◆ **RAW DATA**:
====================

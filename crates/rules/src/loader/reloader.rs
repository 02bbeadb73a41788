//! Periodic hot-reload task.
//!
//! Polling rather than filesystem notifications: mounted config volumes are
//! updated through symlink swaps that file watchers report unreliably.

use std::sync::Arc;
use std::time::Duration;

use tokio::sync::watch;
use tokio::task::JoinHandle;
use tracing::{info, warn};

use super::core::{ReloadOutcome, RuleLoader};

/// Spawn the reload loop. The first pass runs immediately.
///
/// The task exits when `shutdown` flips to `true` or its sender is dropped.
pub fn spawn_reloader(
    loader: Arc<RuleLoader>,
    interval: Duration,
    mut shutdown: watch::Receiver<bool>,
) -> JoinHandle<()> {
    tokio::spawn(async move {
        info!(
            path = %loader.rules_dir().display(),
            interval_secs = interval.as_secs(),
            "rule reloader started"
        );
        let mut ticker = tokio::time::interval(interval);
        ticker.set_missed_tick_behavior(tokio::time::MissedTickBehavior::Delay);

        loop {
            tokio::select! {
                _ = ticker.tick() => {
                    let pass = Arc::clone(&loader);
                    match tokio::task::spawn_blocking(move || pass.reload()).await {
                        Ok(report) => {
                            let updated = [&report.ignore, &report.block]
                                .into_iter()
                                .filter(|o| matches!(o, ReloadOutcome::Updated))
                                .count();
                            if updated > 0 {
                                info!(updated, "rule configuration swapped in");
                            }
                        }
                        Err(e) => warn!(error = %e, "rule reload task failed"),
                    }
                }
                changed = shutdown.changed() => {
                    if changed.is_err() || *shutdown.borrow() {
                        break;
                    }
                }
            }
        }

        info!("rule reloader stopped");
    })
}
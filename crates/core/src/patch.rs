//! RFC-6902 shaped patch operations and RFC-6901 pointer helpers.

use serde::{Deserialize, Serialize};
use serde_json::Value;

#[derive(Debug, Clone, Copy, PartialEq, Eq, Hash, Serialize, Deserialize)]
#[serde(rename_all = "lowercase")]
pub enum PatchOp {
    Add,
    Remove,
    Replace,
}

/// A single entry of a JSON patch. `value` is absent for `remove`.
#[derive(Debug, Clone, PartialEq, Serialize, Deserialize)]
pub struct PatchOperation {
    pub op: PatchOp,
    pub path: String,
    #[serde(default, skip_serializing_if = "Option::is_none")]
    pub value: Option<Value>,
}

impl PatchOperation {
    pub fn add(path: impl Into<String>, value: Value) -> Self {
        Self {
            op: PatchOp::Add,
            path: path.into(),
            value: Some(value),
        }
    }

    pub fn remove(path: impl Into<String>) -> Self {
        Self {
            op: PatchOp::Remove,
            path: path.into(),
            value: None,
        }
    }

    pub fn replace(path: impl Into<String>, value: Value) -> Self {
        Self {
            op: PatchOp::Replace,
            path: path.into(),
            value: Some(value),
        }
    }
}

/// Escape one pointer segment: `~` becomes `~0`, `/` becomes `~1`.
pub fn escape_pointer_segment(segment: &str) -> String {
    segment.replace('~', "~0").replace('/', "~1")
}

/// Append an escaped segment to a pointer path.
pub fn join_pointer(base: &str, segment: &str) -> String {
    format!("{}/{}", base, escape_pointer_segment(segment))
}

====================

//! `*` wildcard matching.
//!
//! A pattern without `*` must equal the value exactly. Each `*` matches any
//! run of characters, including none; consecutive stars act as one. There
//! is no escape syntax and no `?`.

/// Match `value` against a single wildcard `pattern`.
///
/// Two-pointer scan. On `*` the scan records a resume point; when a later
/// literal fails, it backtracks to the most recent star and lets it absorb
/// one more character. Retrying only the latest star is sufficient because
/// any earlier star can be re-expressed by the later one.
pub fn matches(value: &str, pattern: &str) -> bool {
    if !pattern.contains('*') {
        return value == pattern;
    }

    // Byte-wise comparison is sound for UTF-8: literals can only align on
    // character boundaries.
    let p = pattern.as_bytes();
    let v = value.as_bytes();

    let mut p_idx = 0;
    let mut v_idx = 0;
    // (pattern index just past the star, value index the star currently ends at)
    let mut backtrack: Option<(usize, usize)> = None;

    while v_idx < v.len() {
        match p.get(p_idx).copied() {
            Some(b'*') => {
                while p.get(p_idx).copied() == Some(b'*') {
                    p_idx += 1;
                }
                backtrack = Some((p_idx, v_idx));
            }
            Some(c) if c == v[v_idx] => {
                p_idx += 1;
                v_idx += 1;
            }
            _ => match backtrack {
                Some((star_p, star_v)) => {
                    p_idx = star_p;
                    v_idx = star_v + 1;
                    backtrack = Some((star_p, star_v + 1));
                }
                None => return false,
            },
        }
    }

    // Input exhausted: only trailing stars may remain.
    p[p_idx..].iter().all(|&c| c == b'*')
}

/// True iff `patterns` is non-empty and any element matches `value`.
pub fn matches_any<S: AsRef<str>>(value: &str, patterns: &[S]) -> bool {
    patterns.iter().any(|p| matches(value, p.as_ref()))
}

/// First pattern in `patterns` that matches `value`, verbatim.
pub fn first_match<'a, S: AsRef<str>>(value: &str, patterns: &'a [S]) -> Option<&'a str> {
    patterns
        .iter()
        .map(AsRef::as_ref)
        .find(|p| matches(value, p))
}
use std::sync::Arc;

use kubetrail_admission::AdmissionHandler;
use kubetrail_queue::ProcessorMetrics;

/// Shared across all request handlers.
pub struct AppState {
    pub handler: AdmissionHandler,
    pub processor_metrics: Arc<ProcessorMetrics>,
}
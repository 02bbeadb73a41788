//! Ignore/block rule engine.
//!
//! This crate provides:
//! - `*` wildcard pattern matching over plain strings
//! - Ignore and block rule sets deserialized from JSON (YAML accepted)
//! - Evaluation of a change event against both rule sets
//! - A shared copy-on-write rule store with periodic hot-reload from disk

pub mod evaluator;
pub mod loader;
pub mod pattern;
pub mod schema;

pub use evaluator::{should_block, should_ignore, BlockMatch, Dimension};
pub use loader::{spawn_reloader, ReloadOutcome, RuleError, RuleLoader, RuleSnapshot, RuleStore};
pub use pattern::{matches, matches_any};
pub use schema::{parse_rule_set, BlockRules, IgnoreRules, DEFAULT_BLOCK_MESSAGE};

====================

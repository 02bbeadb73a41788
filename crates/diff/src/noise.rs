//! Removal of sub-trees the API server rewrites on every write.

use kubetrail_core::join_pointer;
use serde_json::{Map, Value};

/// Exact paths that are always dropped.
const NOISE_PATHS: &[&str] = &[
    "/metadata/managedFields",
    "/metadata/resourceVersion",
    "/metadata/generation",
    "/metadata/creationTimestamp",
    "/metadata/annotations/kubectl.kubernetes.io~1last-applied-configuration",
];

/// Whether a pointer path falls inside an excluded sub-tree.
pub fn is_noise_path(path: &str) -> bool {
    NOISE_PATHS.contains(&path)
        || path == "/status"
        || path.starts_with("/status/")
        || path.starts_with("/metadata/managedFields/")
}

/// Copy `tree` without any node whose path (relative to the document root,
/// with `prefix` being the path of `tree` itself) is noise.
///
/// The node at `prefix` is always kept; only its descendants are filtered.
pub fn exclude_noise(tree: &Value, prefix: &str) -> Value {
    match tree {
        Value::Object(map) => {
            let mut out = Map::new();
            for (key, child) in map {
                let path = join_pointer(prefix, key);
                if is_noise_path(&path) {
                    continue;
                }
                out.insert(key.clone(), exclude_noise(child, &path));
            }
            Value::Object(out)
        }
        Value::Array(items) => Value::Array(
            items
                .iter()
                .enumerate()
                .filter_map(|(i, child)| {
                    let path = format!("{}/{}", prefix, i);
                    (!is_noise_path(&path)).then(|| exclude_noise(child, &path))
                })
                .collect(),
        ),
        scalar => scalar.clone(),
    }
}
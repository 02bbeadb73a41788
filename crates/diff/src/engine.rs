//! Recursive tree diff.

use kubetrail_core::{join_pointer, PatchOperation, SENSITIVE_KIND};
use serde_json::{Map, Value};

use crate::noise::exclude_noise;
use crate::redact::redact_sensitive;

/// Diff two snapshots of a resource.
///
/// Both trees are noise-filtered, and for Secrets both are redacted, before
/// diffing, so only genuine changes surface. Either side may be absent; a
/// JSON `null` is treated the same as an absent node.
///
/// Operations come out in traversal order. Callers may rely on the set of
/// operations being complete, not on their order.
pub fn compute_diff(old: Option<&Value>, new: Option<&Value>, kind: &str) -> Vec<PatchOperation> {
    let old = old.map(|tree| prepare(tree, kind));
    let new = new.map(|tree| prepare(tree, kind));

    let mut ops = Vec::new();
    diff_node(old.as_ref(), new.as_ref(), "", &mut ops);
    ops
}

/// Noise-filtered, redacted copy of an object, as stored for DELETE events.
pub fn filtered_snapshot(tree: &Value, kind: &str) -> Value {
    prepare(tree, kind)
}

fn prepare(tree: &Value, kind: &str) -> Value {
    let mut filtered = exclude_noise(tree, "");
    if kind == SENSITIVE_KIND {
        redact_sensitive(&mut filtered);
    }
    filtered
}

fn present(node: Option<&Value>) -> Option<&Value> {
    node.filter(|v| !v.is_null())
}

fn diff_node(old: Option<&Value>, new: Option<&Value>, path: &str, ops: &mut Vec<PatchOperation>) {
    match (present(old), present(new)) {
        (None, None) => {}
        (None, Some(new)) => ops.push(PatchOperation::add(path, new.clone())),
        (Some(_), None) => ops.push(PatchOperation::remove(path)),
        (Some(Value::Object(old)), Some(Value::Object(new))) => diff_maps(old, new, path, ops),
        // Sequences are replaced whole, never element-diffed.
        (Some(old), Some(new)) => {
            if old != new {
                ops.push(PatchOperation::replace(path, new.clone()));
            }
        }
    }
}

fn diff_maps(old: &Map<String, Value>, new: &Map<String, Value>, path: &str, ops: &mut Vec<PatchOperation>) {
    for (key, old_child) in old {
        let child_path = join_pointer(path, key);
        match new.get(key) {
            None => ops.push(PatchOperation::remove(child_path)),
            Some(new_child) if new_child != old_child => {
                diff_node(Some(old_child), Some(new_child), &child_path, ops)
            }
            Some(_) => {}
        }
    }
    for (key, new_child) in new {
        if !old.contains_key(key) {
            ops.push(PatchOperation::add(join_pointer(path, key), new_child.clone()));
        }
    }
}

====================

◆ **WORK ORDER**:
Output only an exact transcription of the lines above from the one with "filename crates/rules/src/loader/reloader.rs" up to and including the one with "use std::time::Duration;".

◆ **COMPLETED TASK**:
filename crates/rules/src/loader/reloader.rs
repository 02bbeadb73a41788
//! Periodic hot-reload task.
//!
//! Polling rather than filesystem notifications: mounted config volumes are
//! updated through symlink swaps that file watchers report unreliably.

use std::sync::Arc;
use std::time::Duration;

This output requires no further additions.